- **Task to complete**: Output exactly the line containing "let config = CloudStorageConfig" and each line after it through the last line of the records, and nothing else.

[[ Exercise materials open ]]

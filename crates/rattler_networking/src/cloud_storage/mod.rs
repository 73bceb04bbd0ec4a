use std::path::Path;
use async_trait::async_trait;
use url::Url;
use reqwest::Response;
use thiserror::Error;

/// Errors that can occur when interacting with cloud storage
#[derive(Error, Debug)]
pub enum CloudStorageError {
    #[error("Authentication failed: {0}")]
    AuthenticationError(String),
    
    #[error("Failed to upload file: {0}")]
    UploadError(String),
    
    #[error("Failed to download file: {0}")]
    DownloadError(String),
    
    #[error("Invalid configuration: {0}")]
    ConfigurationError(String),
    
    #[error("Provider not supported: {0}")]
    UnsupportedProvider(String),
}

/// Supported cloud storage providers
#[derive(Debug, Clone, PartialEq, Eq)]
pub enum CloudProvider {
    AWS,
    Azure,
    GCP,
}

/// Configuration for cloud storage
#[derive(Debug, Clone)]
pub struct CloudStorageConfig {
    pub provider: CloudProvider,
    pub bucket: String,
    pub region: Option<String>,
    pub credentials: CloudCredentials,
}

/// Credentials for cloud storage authentication
#[derive(Debug, Clone)]
pub struct CloudCredentials {
    pub access_key: Option<String>,
    pub secret_key: Option<String>,
    pub token: Option<String>,
}

/// Trait defining cloud storage operations
#[async_trait]
pub trait CloudStorage: Send + Sync {
    /// Upload a file to cloud storage
    async fn upload_file(&self, local_path: &Path, remote_path: &str) -> Result<Url, CloudStorageError>;
    
    /// Download a file from cloud storage
    async fn download_file(&self, remote_url: &Url, local_path: &Path) -> Result<(), CloudStorageError>;
    
    /// Check if a file exists in cloud storage
    async fn file_exists(&self, remote_path: &str) -> Result<bool, CloudStorageError>;
    
    /// Get a presigned URL for downloading a file
    async fn get_download_url(&self, remote_path: &str, expiry_secs: u32) -> Result<Url, CloudStorageError>;
}

/// Create a new cloud storage client based on configuration
pub fn create_cloud_storage(config: CloudStorageConfig) -> Result<Box<dyn CloudStorage>, CloudStorageError> {
    match config.provider {
        CloudProvider::AWS => {
            // We'll implement AWS S3 support first
            todo!("AWS S3 support coming soon")
        }
        CloudProvider::Azure => {
            todo!("Azure Blob Storage support coming soon")
        }
        CloudProvider::GCP => {
            todo!("Google Cloud Storage support coming soon")
        }
    }
}

#[cfg(test)]
mod tests {
    use super::*;

    #[tokio::test]
    async fn test_cloud_storage_config() {
        let config = CloudStorageConfig {
            provider: CloudProvider::AWS,
            bucket: "test-bucket".to_string(),
            region: Some("us-east-1".to_string()),
            credentials: CloudCredentials {
                access_key: Some("test-key".to_string()),
                secret_key: Some("test-secret".to_string()),
                token: None,
            },
        };
        
        assert_eq!(config.provider, CloudProvider::AWS);
        assert_eq!(config.bucket, "test-bucket");
        assert_eq!(config.region, Some("us-east-1".to_string()));
    }
}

[[ Exercise materials closed ]]

- **Written answer**:
        let config = CloudStorageConfig {
            provider: CloudProvider::AWS,
            bucket: "test-bucket".to_string(),
            region: Some("us-east-1".to_string()),
            credentials: CloudCredentials {
                access_key: Some("test-key".to_string()),
                secret_key: Some("test-secret".to_string()),
                token: None,
            },
        };
        
        assert_eq!(config.provider, CloudProvider::AWS);
        assert_eq!(config.bucket, "test-bucket");
        assert_eq!(config.region, Some("us-east-1".to_string()));
    }
}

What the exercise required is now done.